Doherty, a former footballer, helped to persuade Aina to align himself with Nigeria’s cause in 2017, and although he is realistic about the chances of poaching the most glittering talents from England’s age-group teams, he is determined to prevent young players who are eligible to play for Nigeria from slipping through the cracks.

“We can’t stop young players of Nigerian descent playing for the likes of England and Germany,” he says. “But we’re trying to ensure that we curb the loss of those talents.”

Team Nigeria UK, which relies on funding from supporters and Nigerian-owned businesses, started in 2015 by staging a trial for 800 youngsters of Nigerian descent at Meridian Sports and Social Club in Charlton, south-east London. The best players from the trial were selected to play in a match against Nigeria’s under-17s at Abuja Stadium in the Nigerian capital.
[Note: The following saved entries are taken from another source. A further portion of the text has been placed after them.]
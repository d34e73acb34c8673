use crate::TableState;

#[test]
fn test_loading_wins_over_everything() {
    assert_eq!(TableState::derive(true, 0, 0), TableState::Loading);
    assert_eq!(TableState::derive(true, 5, 0), TableState::Loading);
    assert_eq!(TableState::derive(true, 5, 3), TableState::Loading);
}

#[test]
fn test_short_input_shows_instruction() {
    assert_eq!(TableState::derive(false, 0, 0), TableState::Instruction);
    assert_eq!(TableState::derive(false, 2, 0), TableState::Instruction);
}

#[test]
fn test_valid_input_without_rows_shows_empty() {
    assert_eq!(TableState::derive(false, 3, 0), TableState::Empty);
    assert_eq!(TableState::derive(false, 10, 0), TableState::Empty);
}

#[test]
fn test_rows_show_populated() {
    assert_eq!(TableState::derive(false, 5, 1), TableState::Populated);
    // Stale rows from a previous search stay visible while typing
    assert_eq!(TableState::derive(false, 1, 2), TableState::Populated);
}

#[test]
fn test_exactly_one_state_for_every_input() {
    // The display conditions from the UI contract, checked independently
    // of the derivation order so an overlap would be caught.
    for is_loading in [false, true] {
        for search_len in 0..8 {
            for row_count in 0..4 {
                let state = TableState::derive(is_loading, search_len, row_count);

                let loading = is_loading;
                let instruction = !is_loading && row_count == 0 && search_len < 3;
                let empty = !is_loading && row_count == 0 && search_len >= 3;
                let populated = !is_loading && row_count > 0;

                assert_eq!(
                    [loading, instruction, empty, populated]
                        .iter()
                        .filter(|c| **c)
                        .count(),
                    1,
                    "conditions overlap for ({is_loading}, {search_len}, {row_count})"
                );

                let expected = if loading {
                    TableState::Loading
                } else if instruction {
                    TableState::Instruction
                } else if empty {
                    TableState::Empty
                } else {
                    TableState::Populated
                };
                assert_eq!(state, expected);
            }
        }
    }
}

#[test]
fn test_messages() {
    assert_eq!(
        TableState::Instruction.message(),
        Some("Please enter at least 3 characters to search")
    );
    assert_eq!(TableState::Empty.message(), Some("No users found"));
    assert_eq!(TableState::Loading.message(), None);
    assert_eq!(TableState::Populated.message(), None);
}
The players who took part included Michael Obafemi (who is on the books at Southampton), Nick Okoro (Birmingham City) and Tobi Coker (Barnet). David Ajiboye (Brighton & Hove Albion) and David Kasumu (Milton Keynes Dons) have also played for the team.

Team Nigeria UK stages trials throughout the year and has been hosted by the Football Association at St George’s Park, home to the England national team. The organisation has a presence in Belgium and in New Jersey in the United States, and there are plans to establish a base in Canada.

Doherty wants to leave no stone unturned in the search for promising footballers with Nigerian roots. He says dealing with Nigeria’s football federation is a “headache” and has urged the organisation to reserve three or four places for players born beyond the country’s borders in every youth-team squad.

“We’ve said to them that the only way we can encourage these youngsters and have a proper relationship with them is to engage them with the main national team,” he says.

“The problem we’ve been having with the Nigeria Football Federation is that they don’t see it. All they want to do is operate in the short term, going for players when they’re doing very well and there’s hype about them in the media.”

One area in which media hype has helped Doherty’s cause has been the interest generated by Nigeria’s qualification for the World Cup and the release of the team’s highly coveted Nike strip, which sold out within minutes of going on sale earlier this month.

“It’s attracted more youngsters with Nigerian roots to start coming out,” Doherty says. “People of Nigerian descent in Europe are more attracted to saying: ‘We’re of Nigerian descent. Our parents are from Nigeria.'”

When Iwobi and Moses take to the field in Volgograd on Friday, there is a good chance their successors in the national team will be watching. And they could just as easily be in London as in Lagos.